Chiara Francini (/it/; born 20 December 1979) is an Italian actress, comedian and author.

== Early and personal life ==
Born in Florence and raised in Campi Bisenzio, Francini graduated from the University of Florence with a degree in Literature, with a thesis in Italian Studies on the rhetoric of hermeneutics, receiving the highest mark of 110 with honors (cum laude).

Since 2005, she has been in a relationship with Swedish security services entrepreneur Frederick Lundqvist (born 1976), with the couple spending time between her native Tuscany and Luleå, Sweden.

== Career ==

After her graduation, Francini underwent a three-year theatre course in Florence, at the Teatro della Limonaia, directed by Barbara Nativi, under whose direction she played a role in Peanuts, written by Fausto Paravidino. For two consecutive years she acted in Faccia da comico under the artistic direction of Serena Dandini at the Ambra Jovinelli theatre in Rome. She got into television through Marco Giusti, who offered her a role in Blablabla and Stracult.
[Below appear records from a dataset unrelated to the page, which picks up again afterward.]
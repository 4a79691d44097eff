//! # Call Repository
//!
//! Customer and demo call records. Both tables are keyed by the provider's
//! call id so that a redelivered end-of-call report updates the existing row
//! instead of inserting a duplicate.

use chrono::Utc;
use sea_orm::{
    ActiveModelTrait, ColumnTrait, ConnectionTrait, DatabaseConnection, EntityTrait,
    IntoActiveModel, PaginatorTrait, QueryFilter, QueryOrder, QuerySelect, Set,
};
use uuid::Uuid;

use crate::error::{RepositoryError, is_unique_violation};
use crate::models::customer_call::{self, CallRecord, Entity as CustomerCall};
use crate::models::demo_call::{self, Entity as DemoCall};

/// Result of an upsert; `inserted` is false when the row already existed.
#[derive(Debug, Clone)]
pub struct Upserted<M> {
    pub model: M,
    pub inserted: bool,
}

pub struct CallRepository<'a, C: ConnectionTrait = DatabaseConnection> {
    db: &'a C,
}

impl<'a, C: ConnectionTrait> CallRepository<'a, C> {
    pub fn new(db: &'a C) -> Self {
        Self { db }
    }

    pub async fn find_customer_call_by_vapi_id(
        &self,
        vapi_call_id: &str,
    ) -> Result<Option<customer_call::Model>, RepositoryError> {
        CustomerCall::find()
            .filter(customer_call::Column::VapiCallId.eq(vapi_call_id))
            .one(self.db)
            .await
            .map_err(RepositoryError::database_error)
    }

    /// Inserts or refreshes the production call identified by `record.vapi_call_id`.
    /// Notification flags of an existing row are preserved.
    pub async fn upsert_customer_call(
        &self,
        customer_id: Uuid,
        business_id: Uuid,
        record: &CallRecord,
    ) -> Result<Upserted<customer_call::Model>, RepositoryError> {
        if let Some(existing) = self.find_customer_call_by_vapi_id(&record.vapi_call_id).await? {
            let model = self.refresh_customer_call(existing, record).await?;
            return Ok(Upserted {
                model,
                inserted: false,
            });
        }

        let now = Utc::now().into();
        let inserted = customer_call::ActiveModel {
            id: Set(Uuid::new_v4()),
            customer_id: Set(customer_id),
            business_id: Set(business_id),
            vapi_call_id: Set(record.vapi_call_id.clone()),
            caller_number: Set(record.caller_number.clone()),
            caller_name: Set(record.caller_name.clone()),
            started_at: Set(record.started_at),
            ended_at: Set(record.ended_at),
            duration_seconds: Set(record.duration_seconds),
            transcript: Set(serde_json::json!(record.transcript)),
            summary: Set(record.summary.clone()),
            sentiment: Set(record.sentiment.clone()),
            action_items: Set(serde_json::json!(record.action_items)),
            recording_url: Set(record.recording_url.clone()),
            ended_reason: Set(record.ended_reason.clone()),
            cost: Set(record.cost),
            whatsapp_sent: Set(false),
            telegram_sent: Set(false),
            created_at: Set(now),
            updated_at: Set(now),
        }
        .insert(self.db)
        .await;

        match inserted {
            Ok(model) => Ok(Upserted {
                model,
                inserted: true,
            }),
            // Concurrent redelivery won the insert.
            Err(err) if is_unique_violation(&err) => {
                let existing = self
                    .find_customer_call_by_vapi_id(&record.vapi_call_id)
                    .await?
                    .ok_or_else(|| RepositoryError::not_found("customer call"))?;
                let model = self.refresh_customer_call(existing, record).await?;
                Ok(Upserted {
                    model,
                    inserted: false,
                })
            }
            Err(err) => Err(RepositoryError::database_error(err)),
        }
    }

    async fn refresh_customer_call(
        &self,
        existing: customer_call::Model,
        record: &CallRecord,
    ) -> Result<customer_call::Model, RepositoryError> {
        let mut active = existing.into_active_model();
        active.caller_number = Set(record.caller_number.clone());
        active.caller_name = Set(record.caller_name.clone());
        active.started_at = Set(record.started_at);
        active.ended_at = Set(record.ended_at);
        active.duration_seconds = Set(record.duration_seconds);
        active.transcript = Set(serde_json::json!(record.transcript));
        active.summary = Set(record.summary.clone());
        active.sentiment = Set(record.sentiment.clone());
        active.action_items = Set(serde_json::json!(record.action_items));
        active.recording_url = Set(record.recording_url.clone());
        active.ended_reason = Set(record.ended_reason.clone());
        active.cost = Set(record.cost);
        active.updated_at = Set(Utc::now().into());
        active
            .update(self.db)
            .await
            .map_err(RepositoryError::database_error)
    }

    /// Persists notification outcomes. Flags only ever go from false to true.
    pub async fn mark_notified(
        &self,
        call_id: Uuid,
        whatsapp_sent: bool,
        telegram_sent: bool,
    ) -> Result<customer_call::Model, RepositoryError> {
        let existing = CustomerCall::find_by_id(call_id)
            .one(self.db)
            .await
            .map_err(RepositoryError::database_error)?
            .ok_or_else(|| RepositoryError::not_found("customer call"))?;

        let whatsapp_sent = existing.whatsapp_sent || whatsapp_sent;
        let telegram_sent = existing.telegram_sent || telegram_sent;

        let mut active = existing.into_active_model();
        active.whatsapp_sent = Set(whatsapp_sent);
        active.telegram_sent = Set(telegram_sent);
        active.updated_at = Set(Utc::now().into());
        active
            .update(self.db)
            .await
            .map_err(RepositoryError::database_error)
    }

    /// Newest first, with the customer's total call count.
    pub async fn list_for_customer(
        &self,
        customer_id: Uuid,
        limit: u64,
        offset: u64,
    ) -> Result<(Vec<customer_call::Model>, u64), RepositoryError> {
        let query = CustomerCall::find().filter(customer_call::Column::CustomerId.eq(customer_id));

        let total = query
            .clone()
            .count(self.db)
            .await
            .map_err(RepositoryError::database_error)?;

        let calls = query
            .order_by_desc(customer_call::Column::CreatedAt)
            .order_by_desc(customer_call::Column::Id)
            .offset(offset)
            .limit(limit)
            .all(self.db)
            .await
            .map_err(RepositoryError::database_error)?;

        Ok((calls, total))
    }

    /// A single call, visible only to the customer that owns it.
    pub async fn find_for_customer(
        &self,
        customer_id: Uuid,
        call_id: Uuid,
    ) -> Result<Option<customer_call::Model>, RepositoryError> {
        CustomerCall::find_by_id(call_id)
            .filter(customer_call::Column::CustomerId.eq(customer_id))
            .one(self.db)
            .await
            .map_err(RepositoryError::database_error)
    }

    pub async fn find_demo_call_by_vapi_id(
        &self,
        vapi_call_id: &str,
    ) -> Result<Option<demo_call::Model>, RepositoryError> {
        DemoCall::find()
            .filter(demo_call::Column::VapiCallId.eq(vapi_call_id))
            .one(self.db)
            .await
            .map_err(RepositoryError::database_error)
    }

    pub async fn upsert_demo_call(
        &self,
        business_id: Uuid,
        record: &CallRecord,
    ) -> Result<Upserted<demo_call::Model>, RepositoryError> {
        if let Some(existing) = self.find_demo_call_by_vapi_id(&record.vapi_call_id).await? {
            let model = self.refresh_demo_call(existing, record).await?;
            return Ok(Upserted {
                model,
                inserted: false,
            });
        }

        let inserted = demo_call::ActiveModel {
            id: Set(Uuid::new_v4()),
            business_id: Set(business_id),
            vapi_call_id: Set(record.vapi_call_id.clone()),
            caller_number: Set(record.caller_number.clone()),
            started_at: Set(record.started_at),
            ended_at: Set(record.ended_at),
            duration_seconds: Set(record.duration_seconds),
            transcript: Set(serde_json::json!(record.transcript)),
            summary: Set(record.summary.clone()),
            recording_url: Set(record.recording_url.clone()),
            ended_reason: Set(record.ended_reason.clone()),
            cost: Set(record.cost),
            created_at: Set(Utc::now().into()),
        }
        .insert(self.db)
        .await;

        match inserted {
            Ok(model) => Ok(Upserted {
                model,
                inserted: true,
            }),
            Err(err) if is_unique_violation(&err) => {
                let existing = self
                    .find_demo_call_by_vapi_id(&record.vapi_call_id)
                    .await?
                    .ok_or_else(|| RepositoryError::not_found("demo call"))?;
                let model = self.refresh_demo_call(existing, record).await?;
                Ok(Upserted {
                    model,
                    inserted: false,
                })
            }
            Err(err) => Err(RepositoryError::database_error(err)),
        }
    }

    async fn refresh_demo_call(
        &self,
        existing: demo_call::Model,
        record: &CallRecord,
    ) -> Result<demo_call::Model, RepositoryError> {
        let mut active = existing.into_active_model();
        active.caller_number = Set(record.caller_number.clone());
        active.started_at = Set(record.started_at);
        active.ended_at = Set(record.ended_at);
        active.duration_seconds = Set(record.duration_seconds);
        active.transcript = Set(serde_json::json!(record.transcript));
        active.summary = Set(record.summary.clone());
        active.recording_url = Set(record.recording_url.clone());
        active.ended_reason = Set(record.ended_reason.clone());
        active.cost = Set(record.cost);
        active
            .update(self.db)
            .await
            .map_err(RepositoryError::database_error)
    }
}
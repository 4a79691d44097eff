//! Migration to create the voice_options reference table.

use sea_orm_migration::prelude::*;

#[derive(DeriveMigrationName)]
pub struct Migration;

#[async_trait::async_trait]
impl MigrationTrait for Migration {
    async fn up(&self, manager: &SchemaManager) -> Result<(), DbErr> {
        manager
            .create_table(
                Table::create()
                    .table(VoiceOptions::Table)
                    .if_not_exists()
                    .col(
                        ColumnDef::new(VoiceOptions::Id)
                            .text()
                            .not_null()
                            .primary_key(),
                    )
                    .col(ColumnDef::new(VoiceOptions::Name).text().not_null())
                    .col(ColumnDef::new(VoiceOptions::Provider).text().not_null())
                    .col(ColumnDef::new(VoiceOptions::Gender).text().null())
                    .col(ColumnDef::new(VoiceOptions::Language).text().not_null())
                    .col(ColumnDef::new(VoiceOptions::Description).text().null())
                    .col(
                        ColumnDef::new(VoiceOptions::IsDefault)
                            .boolean()
                            .not_null()
                            .default(false),
                    )
                    .col(
                        ColumnDef::new(VoiceOptions::SortOrder)
                            .integer()
                            .not_null()
                            .default(0),
                    )
                    .col(
                        ColumnDef::new(VoiceOptions::CreatedAt)
                            .timestamp_with_time_zone()
                            .not_null()
                            .default(Expr::current_timestamp()),
                    )
                    .to_owned(),
            )
            .await
    }

    async fn down(&self, manager: &SchemaManager) -> Result<(), DbErr> {
        manager
            .drop_table(Table::drop().table(VoiceOptions::Table).to_owned())
            .await
    }
}

#[derive(DeriveIden)]
enum VoiceOptions {
    Table,
    Id,
    Name,
    Provider,
    Gender,
    Language,
    Description,
    IsDefault,
    SortOrder,
    CreatedAt,
}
She then had a part in Ragazze di San Frediano, directed by Vittorio Sindoni and in 2007 she was Marcia Meniconi, one of the protagonists of Gente di mare 2. In 2008, she played a major role in the sitcom Radio Sex, directed by Alessandro Baracco.

Between 2007 and 2008 she took part in four movies: Leonardo Pieraccioni wanted her for the role of Giustina in A Beautiful Wife, Francesco Patierno chose her for Il mattino ha l'oro in bocca, Spike Lee, after casting her personally, had her play Fabiola, one of the victims of the Nazi massacre of Sant'Anna di Stazzema, in Miracle at St. Anna and finally in 2008 Stefano Tummolini offered her the role of Stella in Un altro pianeta (Eng.: One Day in a Life), a film shown at the 2008 Venice Film Festival, where it was awarded the Queer Lion, and at the Sundance Film Festival in 2009.

In 2009, she acted in the television miniseries Le segretarie del sesto piano, directed by Angelo Longoni, and in the movie Feisbum!, directed by Emanuele Sana.

In 2010, she appeared in the television series Tutti pazzi per amore 2, directed by Riccardo Milani, in which she played the character of Bea, and in the film noir La donna velata, directed by Edoardo Margheriti.

In 2010 and 2011, she played Martha in Maschi contro femmine (Males vs Females) and Femmine contro maschi (Females vs Males), both directed by Fausto Brizzi.

In 2011, she acted in C'è chi dice no (Eng. title: Some Say No), directed by Giambattista Avellino, Cacao, directed by Luca Rea, and Amici miei come tutto ebbe inizio, directed by Neri Parenti.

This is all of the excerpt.